France : proposition de loi pour interdire la burqa

n.c.

Mercredi 23 décembre 2009

Le président du groupe UMP (majorité de droite), Jean-François Copé, à l’Assemblée nationale française a annoncé le dépôt en janvier d’une proposition de loi visant à interdire d’avoir le visage totalement couvert dans l’espace public, ce qui revient de fait à proscrire la niqab et la burqa.

La proposition de loi sera déposée sur le bureau de l’Assemblée dans la première moitié du mois de janvier, avant que la mission parlementaire sur le port du voile intégral, qui vient d’achever ses auditions, n’ait remis officiellement ses conclusions, a déclaré Jean-François Copé.

« Le temps de la décision politique est venu ». Le président du groupe UMP à l’Assemblée nationale Jean-François Copé a justifié mercredi son empressement à déposer une proposition de loi pour interdire le niqab et la burqa en France, sans attendre la fin des travaux de la mission d’information sur le port du voile intégral. Les Français attendent de leurs parlementaires « qu’ils soient en initiative », et notamment sur ce sujet « très grave », a estimé sur RTL le député-maire de Meaux.

« Les responsables (…) de la communauté musulmane ou même laïcs (…) nous ont tous dit que le fait de porter le voile intégral n’était pas prescription religieuse. Donc, ce n’est pas un problème de religion », a-t-il plaidé.

« C’est un problème qui a trait à deux choses : premièrement, le respect des femmes et deuxièmement, la question de l’ordre et de la sécurité publique », a-t-il poursuivi, en prenant l’exemple de la sortie des classes où un enseignant ne peut remettre « pour des raisons de sécurité » un enfant à une personne dont le visage est « totalement couvert ». « Dans l’opposition, le débat existe de la même manière », a rappelé M. Copé, rappelant que « deux éminents responsables socialistes », Manuel Valls et Aurélie Filippetti, étaient aussi favorables à une loi interdisant le voile intégral dans les lieux publics.

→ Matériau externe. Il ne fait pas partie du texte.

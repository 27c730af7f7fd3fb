// SPDX-License-Identifier: BUSL-1.1
// Copyright (c) 2026 Alfred Jean LLC

//! Parameter maps: the configured set and the per-job concrete values.

use crate::value::{ParamValue, Scalar};
use indexmap::IndexMap;
use serde::{Deserialize, Serialize};

/// Named parameters, each fixed or swept. Keys keep insertion order.
#[derive(Debug, Clone, Default, PartialEq, Serialize, Deserialize)]
#[serde(transparent)]
pub struct ParameterSet(IndexMap<String, ParamValue>);

impl ParameterSet {
    pub fn new() -> Self {
        Self::default()
    }

    /// Builder-style insert.
    pub fn with(mut self, key: impl Into<String>, value: impl Into<ParamValue>) -> Self {
        self.insert(key, value);
        self
    }

    /// Insert or replace a value. Replacing keeps the key's position.
    pub fn insert(&mut self, key: impl Into<String>, value: impl Into<ParamValue>) {
        self.0.insert(key.into(), value.into());
    }

    pub fn get(&self, key: &str) -> Option<&ParamValue> {
        self.0.get(key)
    }

    pub fn len(&self) -> usize {
        self.0.len()
    }

    pub fn is_empty(&self) -> bool {
        self.0.is_empty()
    }

    pub fn iter(&self) -> impl Iterator<Item = (&str, &ParamValue)> {
        self.0.iter().map(|(k, v)| (k.as_str(), v))
    }

    /// Layer `self` over `defaults`: every default key is present, values
    /// from `self` win, and keys only in `self` follow the defaults.
    pub fn merged_over(&self, defaults: &ParameterSet) -> ParameterSet {
        let mut merged = defaults.clone();
        for (key, value) in &self.0 {
            merged.0.insert(key.clone(), value.clone());
        }
        merged
    }
}

impl FromIterator<(String, ParamValue)> for ParameterSet {
    fn from_iter<I: IntoIterator<Item = (String, ParamValue)>>(iter: I) -> Self {
        Self(iter.into_iter().collect())
    }
}

/// One job's fully resolved parameters.
#[derive(Debug, Clone, Default, PartialEq, Serialize, Deserialize)]
#[serde(transparent)]
pub struct ConcreteParams(IndexMap<String, Scalar>);

impl ConcreteParams {
    pub fn new() -> Self {
        Self::default()
    }

    /// Builder-style insert.
    pub fn with(mut self, key: impl Into<String>, value: impl Into<Scalar>) -> Self {
        self.insert(key, value);
        self
    }

    pub fn insert(&mut self, key: impl Into<String>, value: impl Into<Scalar>) {
        self.0.insert(key.into(), value.into());
    }

    pub fn get(&self, key: &str) -> Option<&Scalar> {
        self.0.get(key)
    }

    /// The value for `key` unless it is missing, null, or empty.
    pub fn get_present(&self, key: &str) -> Option<&Scalar> {
        self.0.get(key).filter(|v| !v.is_blank())
    }

    pub fn contains_key(&self, key: &str) -> bool {
        self.0.contains_key(key)
    }

    pub fn len(&self) -> usize {
        self.0.len()
    }

    pub fn is_empty(&self) -> bool {
        self.0.is_empty()
    }

    pub fn keys(&self) -> impl Iterator<Item = &str> {
        self.0.keys().map(String::as_str)
    }

    pub fn iter(&self) -> impl Iterator<Item = (&str, &Scalar)> {
        self.0.iter().map(|(k, v)| (k.as_str(), v))
    }
}

impl FromIterator<(String, Scalar)> for ConcreteParams {
    fn from_iter<I: IntoIterator<Item = (String, Scalar)>>(iter: I) -> Self {
        Self(iter.into_iter().collect())
    }
}

#[cfg(test)]
#[path = "params_tests.rs"]
mod tests;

Interdiction sur l’espace public

Le texte de loi devrait porter sur le maintien de l’ordre public en stipulant qu’aucune personne, hors circonstances exceptionnelles (climat, carnaval…), ne peut évoluer dans l’espace public -- une formule plus large que les « lieux publics » -- le visage entièrement recouvert. Pour des raisons juridiques et pour ne pas apparaître discriminatoire, la proposition de loi ne porte donc pas exclusivement sur l’interdiction du port du voile intégral dans l’espace public, mais elle l’inclut de fait.

En raison du calendrier législatif chargé, les textes ne devraient pas être débattus à l’Assemblée nationale avant les élections régionales prévues en France les 14 et 21 mars, a ajouté M. Copé. Cette initiative surprise de M. Copé, annoncée le jour de l’interruption des travaux parlementaires pour les fêtes de fin d’année, lui a valu un rappel à l’ordre immédiat du président de l’Assemblée, Bernard Accoyer, lui aussi de l’UMP (Union pour un mouvement populaire), le parti de Nicolas Sarkozy. M. Accoyer, qui plaide en faveur d’un « large consensus » sur « une telle question de société », a jugé l’initiative « prématurée par rapport à la réponse » que l’Assemblée « pourrait donner à cette pratique ».

De fait, M. Copé a pris de vitesse la mission parlementaire mais également le parti présidentiel qui devait exprimer, courant janvier, sa position officielle auprès de la mission. Le député socialiste André Vallini a, lui, dénoncé « un coup médiatique » de Jean-François Copé, qui ne cache pas ses ambitions élyséennes à l’horizon 2017.

Mi-décembre, le ministre français de l’Intérieur Brice Hortefeux, également chargé des cultes, avait estimé nécessaire d’interdire le voile islamique intégral dans les services publics, y compris par la loi. Il avait indiqué qu’environ 1.900 femmes portaient le voile intégral sur l’ensemble du territoire français, « soit quelque trois cas pour 100.000 habitants ».

Des doutes sur l’opportunité de légiférer

En France, d’autres responsables politiques, de droite comme de gauche, ont émis des doutes sur l’opportunité de légiférer. Le président du MoDem François Bayrou a jugé mercredi préférable d’attendre l’avis de la mission d’information de l’Assemblée qui travaille sur cette question. « On a nommé une commission parlementaire avec le soutien de tout le monde pour essayer de débrouiller un sujet très difficile », a-t-il rappelé sur Europe-1. « On s’honorerait en respectant le rythme et en attendant qu’(elle) donne son avis ».

De son côté, le président Nicolas Sarkozy a estimé à plusieurs reprises que la France était un pays « où il n’y a pas de place pour la burqa », synonyme selon lui de l’« asservissement de la femme ».